Se despertaron en el siglo XIX y en el siglo XX: Liguria (Piamonte ya había dado a Alfieri y a otros menores) ofrece, en un momento “árido” de la vida espiritual de Italia, empujada por su gran mar cosmopolita, una florescencia poética de singular originalidad. Del otro lado del mar, antes de ella, Verdaguer y Guimerá, Balaguer y Maragall y Carner, hermanos de sangre y espíritu mediterráneo, habían resucitado la gran poesía de los Ventadorn y de los Bornehl. Montale tiene, pues, la actitud, en la literatura italiana, de no mirar a nadie, de expresar rudamente, duramente, profundamente a sí mismo. Y su sentido de la vida es mineral, ya lo hemos dicho, pétreo. Y su técnica es clásica, en busca de una esencialidad que goza de la línea y no del color, arquitectónica y musical.

Este es el tono y el ambiente poético de Montale. Sus dos libros de líricas, Ossi di seppia y Le occasioni, respectivamente con fecha 1920-1927 el primero y el segundo 1928-1939, alcanzaron múltiples ediciones; el autor sigue publicando poesías en las mejores revistas literarias italianas, logrando obtener fama europea. Su tema esencial, ya hemos dicho, es Liguria y su angosta faja costanera, entre árboles estatuarios y una montaña desnuda; viento, luz, mediodía, piedras; muchos niños que están jugando; él mismo, con quie n habla el poeta absorbido y aislado de todo lo demás; no hay personas ni espectáculos; el “fugitivo instante” de Goethe está realizado por Montale. La suya es la exasperación del lirismo. Él no ve sino a sí mismo en la gran luz; habla consigo mismo, con el mar, el viento, los árboles y las piedras. No hay amor de mujeres, emociones; poesía de reflejos, toda íntima; íntima de las intimidades más secretas del alma y del yo profundo. Nadie piense en encontrar, mágicamente sonora y empapada de colores cristalinos, a la Liguria tradicional; la que él describe es su Liguria, desnuda y solitaria, cerrada a otras visiones que no sean las de él.
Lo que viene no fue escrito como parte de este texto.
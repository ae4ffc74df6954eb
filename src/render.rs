use std::path::Path;
use std::sync::Arc;

use anyhow::Context as _;
use rand::Rng;
use tracing::debug;

use crate::{
    config::BatchConfig,
    error::{TextoverError, TextoverResult},
    fit::{fit_scale, shrink_factor},
    measure::{BrushRgba8, ParleyMeasurer, TextExtent},
    place::select_position,
    style::{self, FontStack, Style},
};

/// Decoded background image in premultiplied RGBA8 form.
pub(crate) struct Background {
    pub(crate) width: u32,
    pub(crate) height: u32,
    pub(crate) rgba8_premul: Vec<u8>,
}

pub(crate) fn decode_background(path: &Path) -> TextoverResult<Background> {
    let bytes =
        std::fs::read(path).with_context(|| format!("read image '{}'", path.display()))?;
    let dyn_img = image::load_from_memory(&bytes)
        .map_err(|e| TextoverError::decode(format!("{}: {e}", path.display())))?;
    let rgba = dyn_img.to_rgba8();
    let (width, height) = rgba.dimensions();

    let mut rgba8_premul = rgba.into_raw();
    premultiply_rgba8_in_place(&mut rgba8_premul);

    Ok(Background {
        width,
        height,
        rgba8_premul,
    })
}

fn premultiply_rgba8_in_place(rgba: &mut [u8]) {
    for px in rgba.chunks_exact_mut(4) {
        let a = px[3] as u16;
        if a == 0 {
            px[0] = 0;
            px[1] = 0;
            px[2] = 0;
            continue;
        }
        px[0] = ((px[0] as u16 * a + 127) / 255) as u8;
        px[1] = ((px[1] as u16 * a + 127) / 255) as u8;
        px[2] = ((px[2] as u16 * a + 127) / 255) as u8;
    }
}

/// Retry `attempt_fn` up to `max_attempts` times, returning the first success
/// or the last attempt's error.
pub(crate) fn with_retries<T>(
    max_attempts: u32,
    mut attempt_fn: impl FnMut(u32) -> TextoverResult<T>,
) -> TextoverResult<T> {
    let mut last_err = None;
    for attempt in 0..max_attempts {
        match attempt_fn(attempt) {
            Ok(value) => return Ok(value),
            Err(err) => {
                debug!(attempt, error = %err, "render attempt failed");
                last_err = Some(err);
            }
        }
    }
    Err(last_err.unwrap_or_else(|| TextoverError::render("retry budget is zero")))
}

/// Draw `text` onto the image at `src` with a randomized style and write the
/// result to `out`, overwriting any existing file.
///
/// A decode failure of the source image is an input error and is not retried.
/// The style/position/draw/save sequence is retried up to
/// `config.max_attempts` times; rare degenerate measurements consume an
/// attempt instead of failing the line outright.
pub fn render_text_onto(
    src: &Path,
    text: &str,
    out: &Path,
    fonts: &[FontStack],
    config: &BatchConfig,
    measurer: &mut ParleyMeasurer,
    rng: &mut impl Rng,
) -> TextoverResult<()> {
    let background = decode_background(src)?;
    with_retries(config.max_attempts, |_| {
        render_attempt(&background, text, out, fonts, config, measurer, rng)
    })
}

fn render_attempt(
    background: &Background,
    text: &str,
    out: &Path,
    fonts: &[FontStack],
    config: &BatchConfig,
    measurer: &mut ParleyMeasurer,
    rng: &mut impl Rng,
) -> TextoverResult<()> {
    let font = style::pick(fonts, rng)?.clone();
    let fitted = fit_scale(
        background.width,
        background.height,
        text,
        &font,
        config.limits,
        measurer,
    )?;
    let scale = fitted * shrink_factor(config.shrink.0, config.shrink.1, rng);
    let thickness = style::random_thickness(scale, rng);
    let color = style::pick(&config.palette, rng)?.rgb;

    let style = Style {
        font,
        scale,
        thickness,
        color,
    };
    let brush = BrushRgba8 {
        r: color.r,
        g: color.g,
        b: color.b,
        a: 255,
    };
    let layout = measurer.layout(text, &style, brush)?;
    let extent = TextExtent {
        width: layout.width(),
        height: layout.height(),
    };
    let (x, y) = select_position(
        background.width,
        background.height,
        extent,
        config.limits.margin,
        rng,
    );

    let frame = compose(background, &layout, x, y)?;
    save_png(out, &frame, background.width, background.height)
}

/// Composite the glyph runs over the background and read the frame back as
/// RGBA8 bytes. The selected `y` becomes the first line's baseline.
pub(crate) fn compose(
    background: &Background,
    layout: &parley::Layout<BrushRgba8>,
    x: i32,
    y: i32,
) -> TextoverResult<Vec<u8>> {
    let width_u16: u16 = background
        .width
        .try_into()
        .map_err(|_| TextoverError::render("image width exceeds u16"))?;
    let height_u16: u16 = background
        .height
        .try_into()
        .map_err(|_| TextoverError::render("image height exceeds u16"))?;

    let pixmap = premul_bytes_to_pixmap(
        &background.rgba8_premul,
        background.width,
        background.height,
    )?;
    let background_paint = vello_cpu::Image {
        image: vello_cpu::ImageSource::Pixmap(Arc::new(pixmap)),
        sampler: vello_cpu::peniko::ImageSampler::default(),
    };

    let mut ctx = vello_cpu::RenderContext::new(width_u16, height_u16);
    ctx.set_paint_transform(vello_cpu::kurbo::Affine::IDENTITY);

    ctx.set_transform(vello_cpu::kurbo::Affine::IDENTITY);
    ctx.set_paint(background_paint);
    ctx.fill_rect(&vello_cpu::kurbo::Rect::new(
        0.0,
        0.0,
        f64::from(background.width),
        f64::from(background.height),
    ));

    let baseline = first_baseline(layout);
    ctx.set_transform(vello_cpu::kurbo::Affine::translate((
        f64::from(x),
        f64::from(y) - f64::from(baseline),
    )));

    for line in layout.lines() {
        for item in line.items() {
            let parley::layout::PositionedLayoutItem::GlyphRun(run) = item else {
                continue;
            };

            let brush = run.style().brush;
            ctx.set_paint(vello_cpu::peniko::Color::from_rgba8(
                brush.r, brush.g, brush.b, brush.a,
            ));

            let resolved = run.run().font();
            let font = vello_cpu::peniko::FontData::new(
                vello_cpu::peniko::Blob::from(resolved.data.as_ref().to_vec()),
                resolved.index,
            );
            let glyphs = run.glyphs().map(|g| vello_cpu::Glyph {
                id: g.id,
                x: g.x,
                y: g.y,
            });
            ctx.glyph_run(&font)
                .font_size(run.run().font_size())
                .fill_glyphs(glyphs);
        }
    }

    ctx.flush();
    let mut out = vello_cpu::Pixmap::new(width_u16, height_u16);
    ctx.render_to_pixmap(&mut out);
    Ok(out.data_as_u8_slice().to_vec())
}

fn first_baseline(layout: &parley::Layout<BrushRgba8>) -> f32 {
    for line in layout.lines() {
        for item in line.items() {
            if let parley::layout::PositionedLayoutItem::GlyphRun(run) = item {
                return run.baseline();
            }
        }
    }
    0.0
}

fn premul_bytes_to_pixmap(
    rgba8_premul: &[u8],
    width: u32,
    height: u32,
) -> TextoverResult<vello_cpu::Pixmap> {
    let w: u16 = width
        .try_into()
        .map_err(|_| TextoverError::render("image width exceeds u16"))?;
    let h: u16 = height
        .try_into()
        .map_err(|_| TextoverError::render("image height exceeds u16"))?;
    if rgba8_premul.len() != width as usize * height as usize * 4 {
        return Err(TextoverError::render("decoded image byte length mismatch"));
    }

    let mut may_have_opacities = false;
    let mut pixels = Vec::with_capacity(width as usize * height as usize);
    for px in rgba8_premul.chunks_exact(4) {
        let a = px[3];
        may_have_opacities |= a != 255;
        pixels.push(vello_cpu::peniko::color::PremulRgba8 {
            r: px[0],
            g: px[1],
            b: px[2],
            a,
        });
    }

    Ok(vello_cpu::Pixmap::from_parts_with_opacity(
        pixels,
        w,
        h,
        may_have_opacities,
    ))
}

fn save_png(path: &Path, rgba8: &[u8], width: u32, height: u32) -> TextoverResult<()> {
    image::save_buffer_with_format(
        path,
        rgba8,
        width,
        height,
        image::ColorType::Rgba8,
        image::ImageFormat::Png,
    )
    .with_context(|| format!("write png '{}'", path.display()))?;
    Ok(())
}

#[cfg(test)]
mod tests {
    use std::io::Cursor;
    use std::path::PathBuf;

    use super::*;

    fn scratch_dir(name: &str) -> PathBuf {
        let dir = PathBuf::from("target").join(name);
        std::fs::create_dir_all(&dir).unwrap();
        dir
    }

    fn write_fixture_png(path: &Path, w: u32, h: u32, rgba: [u8; 4]) {
        let img = image::RgbaImage::from_pixel(w, h, image::Rgba(rgba));
        let mut buf = Vec::new();
        image::DynamicImage::ImageRgba8(img)
            .write_to(&mut Cursor::new(&mut buf), image::ImageFormat::Png)
            .unwrap();
        std::fs::write(path, buf).unwrap();
    }

    #[test]
    fn decode_background_dimensions_and_premul() {
        let dir = scratch_dir("render_decode");
        let path = dir.join("px.png");
        write_fixture_png(&path, 1, 1, [100, 50, 200, 128]);

        let bg = decode_background(&path).unwrap();
        assert_eq!(bg.width, 1);
        assert_eq!(bg.height, 1);
        assert_eq!(
            bg.rgba8_premul,
            vec![
                ((100u16 * 128 + 127) / 255) as u8,
                ((50u16 * 128 + 127) / 255) as u8,
                ((200u16 * 128 + 127) / 255) as u8,
                128u8
            ]
        );
    }

    #[test]
    fn decode_background_rejects_garbage() {
        let dir = scratch_dir("render_decode_bad");
        let path = dir.join("bad.png");
        std::fs::write(&path, b"not an image").unwrap();
        assert!(matches!(
            decode_background(&path),
            Err(TextoverError::Decode(_))
        ));
    }

    #[test]
    fn retries_swallow_transient_failures() {
        let mut calls = 0u32;
        let result = with_retries(5, |_| {
            calls += 1;
            if calls < 3 {
                Err(TextoverError::render("transient"))
            } else {
                Ok(calls)
            }
        });
        assert_eq!(result.unwrap(), 3);
    }

    #[test]
    fn retries_surface_last_error_when_exhausted() {
        let mut calls = 0u32;
        let result: TextoverResult<()> = with_retries(5, |attempt| {
            calls += 1;
            Err(TextoverError::render(format!("attempt {attempt}")))
        });
        assert_eq!(calls, 5);
        assert!(result.unwrap_err().to_string().contains("attempt 4"));
    }

    #[test]
    fn compose_preserves_background_corner() {
        let background = decode_fixture(64, 64, [10, 20, 30, 255]);
        let mut measurer = ParleyMeasurer::new();
        let style = Style {
            font: FontStack::new("sans-serif"),
            scale: 1.0,
            thickness: 1,
            color: crate::style::Rgb { r: 255, g: 255, b: 0 },
        };
        let layout = measurer
            .layout("hi", &style, BrushRgba8 { r: 255, g: 255, b: 0, a: 255 })
            .unwrap();

        let frame = compose(&background, &layout, 20, 40).unwrap();
        assert_eq!(frame.len(), 64 * 64 * 4);
        // The text anchor keeps the margin clear, so the corner is untouched.
        assert_eq!(&frame[0..4], &[10, 20, 30, 255]);
    }

    fn decode_fixture(w: u32, h: u32, rgba: [u8; 4]) -> Background {
        let dir = scratch_dir("render_compose");
        let path = dir.join(format!("bg_{w}x{h}.png"));
        write_fixture_png(&path, w, h, rgba);
        decode_background(&path).unwrap()
    }
}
Montale se repite y se renueva siempre, a cada verso, en cada poesía. Sus últimas creaciones empiezan a encontrar, unido a Liguria, el motivo de la muerte, hacia la cual su actitud es de viril espera, casi leopardiana. El sentido trágico y cómico de la vida, y su esfuerzo de renovación sin el apoyo de temas distintos de los acostumbrados, me hacen pensar en el prodigioso ingenio de otro genovés, Paganini, que toca el violín con una sola cuerda. Tal vez sea esta la genialidad más típicamente ligur; la de tender el arco de la voluntad y del pensamiento en una sola dirección, como el marinero que no muda rumbo a su navegación; y es algo parecido a la muy tendida psicología de los vascos; Loyola y Unamuno, por ejemplo. Repetición constante del mismo esfuerzo, siempre el mismo, hacia una meta radiante: el conocimiento acabado, atormentado de sí mismo.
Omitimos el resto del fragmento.